It is quite often said that those scientists, doctors and others who are most interested in producing a human clone are part of the slums of medicine, the scientific underworld. The likes of Raelian research corporation Clonaid, American cloning advocate Panos Zavos, and Italian gynecologist Severino Antinori are the Jack Kevorkians of reproductive medicine. But as Kelly Torrance notes on page 15 (“Stanford to start biomedical cloning”), prestigious Stanford University hopes to clone human beings for research purposes. Clearly, the need to prohibit all human cloning activities is at hand; no longer can politicians hide behind the excuse that they would be legislating technology that does not yet exist. The future is now.
It is often said that human cloning is inevitable. Perhaps. But all too often that is an excuse to tolerate the unacceptable. This represents the failure of modern society to distinguish between the possible and the permissible. Too many scientists, politicians, journalists and members of the public believe that if something can be done, it should be allowed. Out of fear of appearing insufficiently progressive, enlightened or “with it,” people who ought to know better, concede not just the inevitable new technology, but the evil that comes with it.
And evil, cloning is.
First, a pragmatic problem. Cloning is unsafe. As Vyacheslav Tarantul, head of Russia’s Molecular Genetics Institute, said in December that most attempts to clone animals fail, many clonal embryos die, and those that survive display genetic anomalies including increased risk of many cancers. The most famous clone, Dolly the sheep, experienced premature arthritis. Efforts to clone human beings, Dr. Tarantul said, would result in a “monster 99 per cent of the time,” because “nearly all cloning efforts have led to horrific biological deformations.” It is unethical to knowingly submit cloned children to these genetic flaws and diseases. As the British magazine The Spectator has noted, euthanasia would become a routine medical treatment for clones that are severely handicapped. We would correct one immoral act with another and replace the destroyed clone with a new one.
But beyond the pragmatic reasons against cloning is the principle that it is plain and simply wrong. Taking the procreation of children through God’s beautiful gift of sex within marriage to the creation of children in the laboratory is an affront to both God and human dignity. It commodifies human life, leading (inevitably) to the idea that adults have the right not only to a child, but the child of their choice. Cloning robs the newly created person of his or her individuality. Cloning oneself is the height of narcissism; cloning a dead child as a replacement Johnny or Jane is sick and perverted. It should be added that having children is not a right and the desire for children (again, as The Spectator has noted), is not itself justification for allowing human reproductive cloning.

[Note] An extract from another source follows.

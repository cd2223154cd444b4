pub mod icons;
pub mod progress;

pub use progress::{ConsolePublisher, PreviewUi, render_steps, render_tree};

Which brings us, lastly, to the issue of reproductive versus therapeutic cloning. The term therapeutic is terribly misleading. The creation of cloning for research purposes – to find cures or treatments or the mere discovery of how the human body functions – is not therapeutic for the clone who must be destroyed as part of the research.
While polling indicates strong opposition to reproductive cloning (usually 80 per cent or more, in every country in which the question is asked), the public seems more divided over research cloning. Pulling on the heart-strings of the public by suggesting that a loved one’s illness or handicap might be treated has been brilliant public relations, but there is little indication that any treatment is at hand. As Charles Krauthammer noted in an article in The New Republic last year, it is more likely that under the guise of treatment, scientists will look into the mysteries of how the body functions without any greater understanding of how to help cure the severely ill. That is, a human being will be another thing to study, prod, poke at and dissect.

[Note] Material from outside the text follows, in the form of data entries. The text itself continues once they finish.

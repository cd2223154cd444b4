use std::path::{Path, PathBuf};

use anyhow::{Context, Result, bail};
use serde::Deserialize;

use crate::sandbox::RetryPolicy;

/// A subprocess invocation: program plus arguments.
#[derive(Debug, Clone, PartialEq, Eq)]
pub struct CommandSpec {
    pub program: String,
    pub args: Vec<String>,
}

impl CommandSpec {
    /// Parse a whitespace-separated command line, e.g. `"npm run dev"`.
    pub fn parse(command: &str) -> Result<Self> {
        let mut parts = command.split_whitespace().map(str::to_string);
        let Some(program) = parts.next() else {
            bail!("empty command");
        };
        Ok(Self {
            program,
            args: parts.collect(),
        })
    }
}

impl std::fmt::Display for CommandSpec {
    fn fmt(&self, f: &mut std::fmt::Formatter<'_>) -> std::fmt::Result {
        write!(f, "{}", self.program)?;
        for arg in &self.args {
            write!(f, " {arg}")?;
        }
        Ok(())
    }
}

/// Configuration for the sandboxed install-then-serve sequence.
#[derive(Debug, Clone)]
pub struct SandboxConfig {
    /// Dependency install command.
    pub install: CommandSpec,
    /// Long-lived serve command.
    pub serve: CommandSpec,
    /// Directory the local sandbox mounts project files into.
    pub workspace: PathBuf,
    /// Regex with one capture group that extracts the served URL from
    /// process output.
    pub ready_pattern: String,
    /// Boot retry bound.
    pub boot_attempts: u32,
    /// Fixed delay between boot attempts, in seconds.
    pub boot_delay_secs: u64,
}

impl Default for SandboxConfig {
    fn default() -> Self {
        Self {
            install: CommandSpec {
                program: "npm".to_string(),
                args: vec!["install".to_string()],
            },
            serve: CommandSpec {
                program: "npm".to_string(),
                args: vec!["run".to_string(), "dev".to_string()],
            },
            workspace: PathBuf::from(".kiln/workspace"),
            ready_pattern: r"(https?://(?:localhost|127\.0\.0\.1)[^\s]*)".to_string(),
            boot_attempts: 3,
            boot_delay_secs: 1,
        }
    }
}

/// Raw TOML structure for `.kiln/sandbox.toml`
#[derive(Debug, Deserialize)]
struct SandboxToml {
    sandbox: Option<SandboxSection>,
}

#[derive(Debug, Deserialize)]
struct SandboxSection {
    install: Option<String>,
    serve: Option<String>,
    workspace: Option<PathBuf>,
    ready_pattern: Option<String>,
    boot_attempts: Option<u32>,
    boot_delay_secs: Option<u64>,
}

impl SandboxConfig {
    /// Load sandbox config from `.kiln/sandbox.toml` in the project
    /// directory. Returns defaults if the file doesn't exist.
    pub fn load(project_dir: &Path) -> Result<Self> {
        let config_path = project_dir.join(".kiln").join("sandbox.toml");
        if !config_path.exists() {
            return Ok(Self::default());
        }

        let content = std::fs::read_to_string(&config_path)
            .with_context(|| format!("Failed to read {}", config_path.display()))?;

        let toml: SandboxToml = toml::from_str(&content)
            .with_context(|| format!("Failed to parse {}", config_path.display()))?;

        let mut config = Self::default();
        if let Some(section) = toml.sandbox {
            if let Some(install) = section.install {
                config.install = CommandSpec::parse(&install)
                    .context("Invalid [sandbox] install command")?;
            }
            if let Some(serve) = section.serve {
                config.serve =
                    CommandSpec::parse(&serve).context("Invalid [sandbox] serve command")?;
            }
            if let Some(workspace) = section.workspace {
                config.workspace = workspace;
            }
            if let Some(ready_pattern) = section.ready_pattern {
                config.ready_pattern = ready_pattern;
            }
            if let Some(boot_attempts) = section.boot_attempts {
                config.boot_attempts = boot_attempts;
            }
            if let Some(boot_delay_secs) = section.boot_delay_secs {
                config.boot_delay_secs = boot_delay_secs;
            }
        }

        Ok(config)
    }

    /// Boot retry settings as a policy for the session.
    pub fn retry_policy(&self) -> RetryPolicy {
        RetryPolicy {
            max_attempts: self.boot_attempts,
            backoff: std::time::Duration::from_secs(self.boot_delay_secs),
        }
    }
}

But scientists will not be content with one or two clonal subjects. Their desire to learn more will inexorably lead to the mass manufacture of cloned human embryos, resulting in the routinization, commercialization and commodification of human beings. As Diana Schaub noted in the Winter 2003 issue of The Public Interest, research cloning combines “abortion plus slavery”: “Cloning is an evil, and cloning for the purpose of research actually exacerbates the evil by countenancing the willful destruction of nascent human life. Moreover, it proposes doing this on a mass scale, as an institutionalized and routinized undertaking to extract medical benefits for those who have greater power. It is slavery plus abortion.”

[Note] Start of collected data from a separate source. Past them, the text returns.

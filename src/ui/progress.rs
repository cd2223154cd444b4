//! Terminal rendering for the preview pipeline.
//!
//! `PreviewUi` is a single `indicatif` spinner that tracks the session
//! stages and mirrors the latest subprocess output line. It doubles as the
//! session's output observer so install/serve chatter shows up live without
//! a second plumbing path.

use std::time::Duration;

use console::style;
use indicatif::{ProgressBar, ProgressStyle};

use crate::pipeline::{PipelineOutput, Publisher};
use crate::sandbox::{OutputObserver, ProcessStage};
use crate::tree::{FileNode, NodeKind};

use super::icons::{CHECK, CROSS, FILE, FOLDER, ROCKET, STEP};

/// Spinner UI for one preview run.
pub struct PreviewUi {
    spinner: ProgressBar,
}

impl PreviewUi {
    pub fn new() -> Self {
        let spinner_style = ProgressStyle::default_spinner()
            .template("{prefix:.bold.dim} {spinner} {msg}")
            .expect("progress bar template is a valid static string");

        let spinner = ProgressBar::new_spinner();
        spinner.set_style(spinner_style);
        spinner.set_prefix("Preview");
        spinner.enable_steady_tick(Duration::from_millis(120));
        Self { spinner }
    }

    /// Announce a new pipeline/session stage.
    pub fn stage(&self, message: &str) {
        self.spinner.set_message(message.to_string());
    }

    /// Finish without a verdict, e.g. when serving was skipped.
    pub fn finish(&self, message: &str) {
        self.spinner
            .finish_with_message(format!("{CHECK}{message}"));
    }

    pub fn finish_ready(&self, url: &str) {
        self.spinner
            .finish_with_message(format!("{ROCKET}Serving at {}", style(url).green().bold()));
    }

    pub fn finish_failed(&self, reason: &str) {
        self.spinner
            .finish_with_message(format!("{CROSS}{}", style(reason).red()));
    }
}

impl Default for PreviewUi {
    fn default() -> Self {
        Self::new()
    }
}

impl OutputObserver for PreviewUi {
    fn line(&self, stage: ProcessStage, line: &str) {
        let prefix = match stage {
            ProcessStage::Install => "install",
            ProcessStage::Serve => "serve",
        };
        self.spinner
            .set_message(format!("[{prefix}] {}", truncate(line, 60)));
    }
}

/// Display-layer sink that prints the finished tree and step trail.
pub struct ConsolePublisher;

impl Publisher for ConsolePublisher {
    fn publish(&self, output: &PipelineOutput) {
        println!(
            "{CHECK}Generated {} steps ({:?})",
            output.steps.len(),
            output.classification
        );
        for line in render_steps(&output.steps) {
            println!("  {line}");
        }
        println!("{}", render_tree(&output.tree));
    }
}

/// One summary line per parsed step.
pub fn render_steps(steps: &[crate::artifact::Step]) -> Vec<String> {
    steps
        .iter()
        .map(|step| match (&step.path, &step.content) {
            (Some(path), Some(content)) => {
                format!("{STEP}{} ({} bytes)", path, content.len())
            }
            (Some(path), None) => format!("{STEP}{path}"),
            _ => format!("{STEP}{:?}", step.kind),
        })
        .collect()
}

/// Indented tree listing; directories carry a trailing `/`.
pub fn render_tree(nodes: &[FileNode]) -> String {
    let mut out = String::new();
    walk(nodes, 0, &mut out);
    out
}

fn walk(nodes: &[FileNode], depth: usize, out: &mut String) {
    for node in nodes {
        let indent = "  ".repeat(depth);
        match node.kind {
            NodeKind::Directory => {
                out.push_str(&format!(
                    "{indent}{FOLDER}{}/\n",
                    style(&node.name).cyan().bold()
                ));
                walk(&node.children, depth + 1, out);
            }
            NodeKind::File => {
                out.push_str(&format!("{indent}{FILE}{}\n", node.name));
            }
        }
    }
}

fn truncate(s: &str, max_len: usize) -> String {
    if s.chars().count() <= max_len {
        s.to_string()
    } else {
        let cut: String = s.chars().take(max_len.saturating_sub(3)).collect();
        format!("{cut}...")
    }
}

Our politicians have dithered long enough. It has been a decade since a royal commission was convened to explore issues of reproductive technologies. It has been nearly two years since former health minister Allan Rock submitted a proposal on these technologies to Parliament’s standing committee on health to be studied. It has been 14 months since that committee reported to Parliament and nine months since current Health Minister Anne McLellan submitted legislation. Not once was cloning explicitly banned. Call your MP today and tell him or her to demand the government move to enact a comprehensive ban on all human cloning. Cloning is a moral frontier we dare not cross.